Department of Mathematical Sciences: Business Analytics

First Advisor

Dominique M. Haughton

Second Advisor

Victoria R. Steblovskaya

Third Advisor

Thierry Roncalli

Fourth Advisor

Jose M. Marin Vigueras


This dissertation is concerned with hedge fund replication, a subject of a practical and theoretical importance, both from an investment and a risk management point of view. One of our goals is to extend known methodologies in order to enhance our understanding of an industry that is known for its secrecy and its lack of transparency. A second goal is to contribute to the quantitative finance literature with improved techniques for hedge fund replication.

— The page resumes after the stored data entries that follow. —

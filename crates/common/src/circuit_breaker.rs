//! 断路器
//!
//! Closed -> Open -> HalfOpen 状态机，失败按滑动时间窗计数。
//! 所有状态检查与变更都在同一把锁内完成，锁不会跨越被保护操作的 await。

use std::future::Future;
use std::sync::Arc;
use std::time::Duration;

use chrono::{DateTime, Utc};
use mcpgw_errors::{AppError, AppResult, ErrorCategory};
use parking_lot::Mutex;
use serde::Serialize;
use tokio::time::Instant;
use tracing::{debug, info, warn};

/// 断路器状态
#[derive(Debug, Clone, Copy, PartialEq, Eq, Serialize)]
#[serde(rename_all = "SCREAMING_SNAKE_CASE")]
pub enum CircuitState {
    Closed,
    Open,
    HalfOpen,
}

impl CircuitState {
    pub fn as_str(&self) -> &'static str {
        match self {
            Self::Closed => "CLOSED",
            Self::Open => "OPEN",
            Self::HalfOpen => "HALF_OPEN",
        }
    }

    fn gauge_value(&self) -> f64 {
        match self {
            Self::Closed => 0.0,
            Self::HalfOpen => 1.0,
            Self::Open => 2.0,
        }
    }
}

impl std::fmt::Display for CircuitState {
    fn fmt(&self, f: &mut std::fmt::Formatter<'_>) -> std::fmt::Result {
        f.write_str(self.as_str())
    }
}

/// 断路器配置
#[derive(Debug, Clone)]
pub struct CircuitBreakerConfig {
    /// 时间窗内触发打开的失败次数
    pub failure_threshold: u32,
    /// 失败计数的滑动时间窗
    pub failure_window: Duration,
    /// 打开后进入半开前的冷却时间
    pub recovery_timeout: Duration,
    /// 半开状态下关闭断路器所需的成功次数
    pub success_threshold: u32,
}

impl Default for CircuitBreakerConfig {
    fn default() -> Self {
        Self {
            failure_threshold: 5,
            failure_window: Duration::from_secs(30),
            recovery_timeout: Duration::from_secs(60),
            success_threshold: 3,
        }
    }
}

/// 只读的指标快照
#[derive(Debug, Clone, Serialize)]
#[serde(rename_all = "camelCase")]
pub struct CircuitBreakerMetrics {
    pub state: CircuitState,
    pub failures: u32,
    pub successes: u32,
    pub rejections: u64,
    pub last_failure_time: Option<DateTime<Utc>>,
    pub last_state_change: DateTime<Utc>,
}

#[derive(Debug)]
struct CircuitBreakerState {
    state: CircuitState,
    failure_count: u32,
    success_count: u32,
    rejection_count: u64,
    failure_timestamps: Vec<Instant>,
    last_failure_time: Option<DateTime<Utc>>,
    /// 单调时钟，用于冷却判断
    state_changed_at: Instant,
    /// 墙上时钟，仅用于指标展示
    last_state_change: DateTime<Utc>,
}

impl CircuitBreakerState {
    fn new() -> Self {
        Self {
            state: CircuitState::Closed,
            failure_count: 0,
            success_count: 0,
            rejection_count: 0,
            failure_timestamps: Vec::new(),
            last_failure_time: None,
            state_changed_at: Instant::now(),
            last_state_change: Utc::now(),
        }
    }

    fn prune(&mut self, window: Duration) {
        let now = Instant::now();
        self.failure_timestamps
            .retain(|ts| now.saturating_duration_since(*ts) < window);
        self.failure_count = self.failure_timestamps.len() as u32;
    }
}

/// 断路器
///
/// 克隆得到的实例共享同一个状态。
#[derive(Debug, Clone)]
pub struct CircuitBreaker {
    name: Arc<str>,
    config: CircuitBreakerConfig,
    state: Arc<Mutex<CircuitBreakerState>>,
}

impl CircuitBreaker {
    pub fn new(name: impl Into<String>, config: CircuitBreakerConfig) -> Self {
        let name: String = name.into();
        metrics::gauge!("circuit_breaker_state", "breaker" => name.clone())
            .set(CircuitState::Closed.gauge_value());
        Self {
            name: Arc::from(name),
            config,
            state: Arc::new(Mutex::new(CircuitBreakerState::new())),
        }
    }

    pub fn name(&self) -> &str {
        &self.name
    }

    pub fn config(&self) -> &CircuitBreakerConfig {
        &self.config
    }

    /// 执行受保护的操作
    pub async fn execute<F, Fut, T>(&self, operation: F) -> AppResult<T>
    where
        F: FnOnce() -> Fut,
        Fut: Future<Output = AppResult<T>>,
    {
        // 1. 检查状态
        self.acquire_permission()?;

        // 2. 执行操作
        let result = operation().await;

        // 3. 记录结果
        match &result {
            Ok(_) => self.on_success(),
            Err(e) if counts_as_failure(e) => self.on_failure(e),
            Err(e) => debug!(
                breaker = %self.name,
                category = %e.category(),
                "Caller-side error, not counted as a breaker failure"
            ),
        }

        result
    }

    /// 当前状态（不会触发 Open -> HalfOpen 转换）
    pub fn state(&self) -> CircuitState {
        self.state.lock().state
    }

    pub fn is_open(&self) -> bool {
        self.state() == CircuitState::Open
    }

    /// 下一次调用是否会被拒绝：打开且恢复时间未到
    pub fn is_rejecting(&self) -> bool {
        let state = self.state.lock();
        state.state == CircuitState::Open
            && state.state_changed_at.elapsed() < self.config.recovery_timeout
    }

    /// 强制关闭并清零所有计数
    pub fn reset(&self) {
        let mut state = self.state.lock();
        let from = state.state;
        let rejections_before = state.rejection_count;
        *state = CircuitBreakerState::new();
        drop(state);

        self.record_transition(from, CircuitState::Closed);
        info!(
            breaker = %self.name,
            from = %from,
            rejections_before,
            "Circuit breaker reset"
        );
    }

    pub fn metrics(&self) -> CircuitBreakerMetrics {
        let state = self.state.lock();
        CircuitBreakerMetrics {
            state: state.state,
            failures: state.failure_count,
            successes: state.success_count,
            rejections: state.rejection_count,
            last_failure_time: state.last_failure_time,
            last_state_change: state.last_state_change,
        }
    }

    fn acquire_permission(&self) -> AppResult<()> {
        let mut state = self.state.lock();

        if state.state == CircuitState::Open {
            let elapsed = state.state_changed_at.elapsed();
            if elapsed >= self.config.recovery_timeout {
                self.transition(&mut state, CircuitState::HalfOpen);
                state.success_count = 0;
            } else {
                state.rejection_count += 1;
                let retry_after = self.config.recovery_timeout.saturating_sub(elapsed);
                metrics::counter!("circuit_breaker_rejections_total", "breaker" => self.name.to_string())
                    .increment(1);
                debug!(
                    breaker = %self.name,
                    rejections = state.rejection_count,
                    retry_after_ms = retry_after.as_millis() as u64,
                    "Circuit breaker is open, rejecting call"
                );
                return Err(AppError::circuit_open(
                    &self.name,
                    retry_after.as_millis() as u64,
                ));
            }
        }

        Ok(())
    }

    fn on_success(&self) {
        let mut state = self.state.lock();

        match state.state {
            CircuitState::Closed => {
                // 只记住连续失败，成功后清空时间窗
                state.failure_timestamps.clear();
                state.failure_count = 0;
            }
            CircuitState::HalfOpen => {
                state.success_count += 1;
                if state.success_count >= self.config.success_threshold {
                    self.transition(&mut state, CircuitState::Closed);
                    state.failure_timestamps.clear();
                    state.failure_count = 0;
                    state.success_count = 0;
                }
            }
            CircuitState::Open => {
                // 打开前已放行的调用迟到的成功
            }
        }
    }

    fn on_failure(&self, err: &AppError) {
        let mut state = self.state.lock();
        state.last_failure_time = Some(Utc::now());

        match state.state {
            CircuitState::Closed => {
                state.prune(self.config.failure_window);
                state.failure_timestamps.push(Instant::now());
                state.failure_count = state.failure_timestamps.len() as u32;

                if state.failure_count >= self.config.failure_threshold {
                    warn!(
                        breaker = %self.name,
                        failures = state.failure_count,
                        threshold = self.config.failure_threshold,
                        error = %err,
                        "Failure threshold reached"
                    );
                    self.transition(&mut state, CircuitState::Open);
                }
            }
            CircuitState::HalfOpen => {
                state.success_count = 0;
                warn!(breaker = %self.name, error = %err, "Probe failed in HALF_OPEN");
                self.transition(&mut state, CircuitState::Open);
            }
            CircuitState::Open => {
                debug!(breaker = %self.name, "Failure recorded while circuit is already OPEN");
            }
        }
    }

    fn transition(&self, state: &mut CircuitBreakerState, to: CircuitState) {
        let from = state.state;
        state.state = to;
        state.state_changed_at = Instant::now();
        state.last_state_change = Utc::now();
        self.record_transition(from, to);

        match to {
            CircuitState::Open => {
                warn!(breaker = %self.name, from = %from, "Circuit breaker transitioned to OPEN")
            }
            _ => info!(breaker = %self.name, from = %from, to = %to, "Circuit breaker state changed"),
        }
    }

    fn record_transition(&self, from: CircuitState, to: CircuitState) {
        metrics::gauge!("circuit_breaker_state", "breaker" => self.name.to_string())
            .set(to.gauge_value());
        metrics::counter!(
            "circuit_breaker_transitions_total",
            "breaker" => self.name.to_string(),
            "from" => from.as_str(),
            "to" => to.as_str()
        )
        .increment(1);
    }
}

/// 调用方自身的错误不代表下游不健康，不计入失败
fn counts_as_failure(err: &AppError) -> bool {
    !matches!(
        err.category(),
        ErrorCategory::Authentication
            | ErrorCategory::Authorization
            | ErrorCategory::Validation
            | ErrorCategory::NotFound
            | ErrorCategory::CircuitBreaker
    )
}

#[cfg(test)]
mod tests {
    use super::*;
    use std::sync::atomic::{AtomicU32, Ordering};

    fn config(threshold: u32, window_ms: u64, recovery_ms: u64, success: u32) -> CircuitBreakerConfig {
        CircuitBreakerConfig {
            failure_threshold: threshold,
            failure_window: Duration::from_millis(window_ms),
            recovery_timeout: Duration::from_millis(recovery_ms),
            success_threshold: success,
        }
    }

    async fn fail(cb: &CircuitBreaker) -> AppResult<()> {
        cb.execute(|| async { Err(AppError::network("boom")) }).await
    }

    async fn succeed(cb: &CircuitBreaker) -> AppResult<()> {
        cb.execute(|| async { Ok(()) }).await
    }

    #[tokio::test(start_paused = true)]
    async fn test_opens_after_threshold() {
        let cb = CircuitBreaker::new("test", config(3, 10_000, 1_000, 1));

        for _ in 0..2 {
            let _ = fail(&cb).await;
        }
        assert_eq!(cb.state(), CircuitState::Closed);

        let _ = fail(&cb).await;
        assert_eq!(cb.state(), CircuitState::Open);
        assert_eq!(cb.metrics().failures, 3);
        assert!(cb.metrics().last_failure_time.is_some());
    }

    #[tokio::test(start_paused = true)]
    async fn test_stale_failures_do_not_count() {
        let cb = CircuitBreaker::new("test", config(2, 1_000, 1_000, 1));

        let _ = fail(&cb).await;
        tokio::time::advance(Duration::from_millis(1_500)).await;
        let _ = fail(&cb).await;

        assert_eq!(cb.state(), CircuitState::Closed);
        assert_eq!(cb.metrics().failures, 1);
    }

    #[tokio::test(start_paused = true)]
    async fn test_success_clears_failure_window() {
        let cb = CircuitBreaker::new("test", config(3, 10_000, 1_000, 1));

        let _ = fail(&cb).await;
        let _ = fail(&cb).await;
        succeed(&cb).await.unwrap();
        let _ = fail(&cb).await;
        let _ = fail(&cb).await;

        assert_eq!(cb.state(), CircuitState::Closed);
    }

    #[tokio::test(start_paused = true)]
    async fn test_open_rejects_without_invoking() {
        let cb = CircuitBreaker::new("test", config(1, 10_000, 1_000, 1));
        let _ = fail(&cb).await;

        let calls = AtomicU32::new(0);
        for expected in 1..=3u64 {
            let err = cb
                .execute(|| {
                    calls.fetch_add(1, Ordering::SeqCst);
                    async { Ok(()) }
                })
                .await
                .unwrap_err();
            assert_eq!(err.category(), ErrorCategory::CircuitBreaker);
            assert_eq!(cb.metrics().rejections, expected);
        }
        assert_eq!(calls.load(Ordering::SeqCst), 0);
    }

    #[tokio::test(start_paused = true)]
    async fn test_half_open_failure_reopens() {
        let cb = CircuitBreaker::new("test", config(1, 10_000, 100, 2));
        let _ = fail(&cb).await;

        tokio::time::advance(Duration::from_millis(150)).await;
        succeed(&cb).await.unwrap();
        assert_eq!(cb.state(), CircuitState::HalfOpen);
        assert_eq!(cb.metrics().successes, 1);

        let _ = fail(&cb).await;
        assert_eq!(cb.state(), CircuitState::Open);
        assert_eq!(cb.metrics().successes, 0);

        // 冷却从重新打开时开始计算
        assert!(succeed(&cb).await.is_err());
    }

    #[tokio::test(start_paused = true)]
    async fn test_caller_errors_are_not_failures() {
        let cb = CircuitBreaker::new("test", config(1, 10_000, 1_000, 1));
        let _ = cb
            .execute(|| async { Err::<(), _>(AppError::authentication("invalid_grant")) })
            .await;
        assert_eq!(cb.state(), CircuitState::Closed);
    }

    #[tokio::test(start_paused = true)]
    async fn test_reset_zeroes_everything() {
        let cb = CircuitBreaker::new("test", config(1, 10_000, 60_000, 1));
        let _ = fail(&cb).await;
        let _ = succeed(&cb).await;
        assert!(cb.is_open());

        cb.reset();
        let metrics = cb.metrics();
        assert_eq!(metrics.state, CircuitState::Closed);
        assert_eq!(metrics.failures, 0);
        assert_eq!(metrics.successes, 0);
        assert_eq!(metrics.rejections, 0);
        succeed(&cb).await.unwrap();
    }

    #[tokio::test(start_paused = true)]
    async fn test_concurrent_failures_open_once() {
        let cb = CircuitBreaker::new("test", config(2, 10_000, 60_000, 1));
        let (a, b, c) = tokio::join!(fail(&cb), fail(&cb), fail(&cb));
        assert!(a.is_err() && b.is_err() && c.is_err());
        assert_eq!(cb.state(), CircuitState::Open);
    }

    /// threshold 2 / window 10s / recovery 100ms / success 2
    #[tokio::test(start_paused = true)]
    async fn test_trip_and_recover_scenario() {
        let cb = CircuitBreaker::new("scenario", config(2, 10_000, 100, 2));
        let calls = Arc::new(AtomicU32::new(0));

        let _ = fail(&cb).await;
        let _ = fail(&cb).await;
        assert_eq!(cb.state(), CircuitState::Open);
        assert!(cb.is_rejecting());

        let counter = calls.clone();
        let err = cb
            .execute(|| async move {
                counter.fetch_add(1, Ordering::SeqCst);
                Ok(())
            })
            .await
            .unwrap_err();
        assert_eq!(err.category(), ErrorCategory::CircuitBreaker);
        assert_eq!(calls.load(Ordering::SeqCst), 0);

        tokio::time::sleep(Duration::from_millis(150)).await;
        assert!(!cb.is_rejecting());

        succeed(&cb).await.unwrap();
        assert_eq!(cb.state(), CircuitState::HalfOpen);
        succeed(&cb).await.unwrap();
        assert_eq!(cb.state(), CircuitState::Closed);
        assert_eq!(cb.metrics().failures, 0);
        assert_eq!(cb.metrics().successes, 0);
    }
}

Hedge fund replication (HFR) is approached from the methodological as well as from practical and regulatory perspectives. The first two chapters provide the motivation and the theoretical and methodological foundations of this work. In the third chapter, we review and demonstrate the superiority of the linear tracking problem approach over more classical methodologies. This chapter also clarifies and explains in terms of portfolio management’s terminology how Bayesian filters, like the Kalman filter, actually proceed to find (close to) optimal solutions to the HFR tracking problem. We also demonstrate how practical concerns such as separating the funds’ beta and alpha are readily addressed by this dynamic approach. The fourth chapter extends the approach to nonlinear settings. We develop some advanced tools and algorithms which are needed to explore the presence and the replication of sources of nonlinearity in hedge fund returns. In the fifth chapter we introduce a methodology based on minimax filters (instead of Bayesian filters) which is robust to modeling misspecifications and therefore adapted for use independently of an underlying dynamic. We also introduce a new statistic, dubbed ζ, whose purpose is to detect the presence of unmodelled sources of performance. The sixth chapter addresses the problem of model and factor selection. Unlike most of the literature on the subject, we use a Bayesian variable selection approach. We develop a reversible-jump MCMC algorithm to estimate the posterior density of the models. The rationale for choosing this angle over the classical information criterion approach is also provided. Making use of the recent Madoff scandal, we examine in our last chapter the potential impact of HFR techniques on the regulatory framework of the asset management industry.